How long has it looked like that? DS's has once or twice looked red but then by the next diaper change was fine so I figure it was nothing.
If it lasted more than a day or two I'd call the pediatrician.


----------



## Friday13th

I'd treat it like diaper rash, air him out, a little diaper cream and make sure he stays as dry as possible. Not a big deal, it's happened to both of mine and it goes away pretty quickly.

FWIW I'd be very hesitant to bring an intact boy to an American doctor for anything other than something very serious that I could not treat at home.


----------



## JessieBird

I'd guess diaper rash as well. My boys have both had red penises from time to time. It always passes quickly without treatment and has never gotten as bad as diaper rash on the bum cheeks or in the folds. It's most likely the same for you.

Friday13th - it's shocking to hear that you feel that way about American doctors. I didn't realize it was still that way in the US. Circumcision is a rarity in most of Canada now.
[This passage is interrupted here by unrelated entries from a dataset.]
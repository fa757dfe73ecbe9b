//! `tutorquest reset`: clear the conversation, or all progress with `--all`.

use anyhow::Result;
use tracing::info;
use tutorquest_core::StateStore;

use super::{now, print_action, Context};

pub fn run(ctx: &Context, all: bool) -> Result<()> {
    if all {
        let mut store = ctx.store();
        let existed = store
            .delete(&ctx.learner)
            .map_err(|e| anyhow::anyhow!("{e}"))?;
        info!(learner = %ctx.learner, existed, "learner state deleted");
        if existed {
            println!("All progress for '{}' deleted.", ctx.learner);
        } else {
            println!("No saved progress for '{}'.", ctx.learner);
        }
        return Ok(());
    }

    let mut tutor = ctx.open_tutor()?;
    let outcome = tutor.reset_chat(now());
    print_action(&outcome);
    println!("Conversation cleared; progress kept.");
    Ok(())
}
OP, despite this, if you see any swelling or puss or if your baby gets a fever, I'd see a doctor. Intact penises are not the fragile infections waiting to happen that many people believe they are (I think they are actually more protected especially at this young age before the foreskin can retract) and I've never heard of a penis infection (and no one is circumcised where I live), but I'd follow your instincts and observations and see a HCP if you are worried.


----------



## PatioGardener

When my DS's gets like that I do a soak in the sink with baking soda and it clears it right up! The lovely mamas over in the Case Against Circumcision forum taught me that







Stop by to ask them if you have any more questions about care of the intact penis - they're great!


----------



## mrs.t

That happened to my DS as well, turns out he was having a reaction to baby powder. I didn't ever use it but DH was constantly coating him in it.

Occasionally it happens now even though we don't use powder anymore, but it goes away without any treatment, other than soaking in the tub for a little while.


----------



## P.J.

Quote:


Originally Posted by *JessieBird* 
I

Friday13th - it's shocking to hear that you feel that way about American doctors. I didn't realize it was still that way in the US. Circumcision is a rarity in most of Canada now.

I was going to say in my post to make sure your doc is intact-friendly. But I didn't because something like half or more of American babies born today are left intact, so you'd think American pedis are aware of this and acting accordingly. I'm sure there are still a few who are uneducated, but I would bet most have seen intact babies and know how to handle them.


----------



## Friday13th

We have used a number of different pediatricians (6 or 7 I think) before finding the one we have now, who is the only one I'm really comfortable with. And I still keep an eye on him when the diaper is off.

For the most part during a WBV they're ok but if you come in with a penis problem they think there's nothing to do other than retract to "get a look". I also wouldn't really trust them for an accurate diagnosis. Normal seperation can look like an infection to a doctor who is unfamiliar with intact children.
And we're in Massachusetts which has a lower circ rate than middle America.


----------



## BathrobeGoddess

Moved to TCAC


----------



## eepster

Just put a little diaper cream on it. We liked Burt's Bees, but whatever works for you is fine.


----------



## MCatLvrMom2A&X

Here is a thread you may find helpful http://www.mothering.com/discussions/showthread.php?t=764732

About the dr's being knowledgeable about the intact penis well from all the posts in the CAC where US dr are hurting little boys and my personal dealing with 3 separate ped's in my kids practice this just isnt the case. You cannot trust a Dr will know about the intact penis you just cant







It is better to do your own research before taking them in so you know what to protect them from ie retraction and what the problem might be so that you can request a swab before treatment. Otherwise you will probably hear infection = some boys just need circ which is total BS.


----------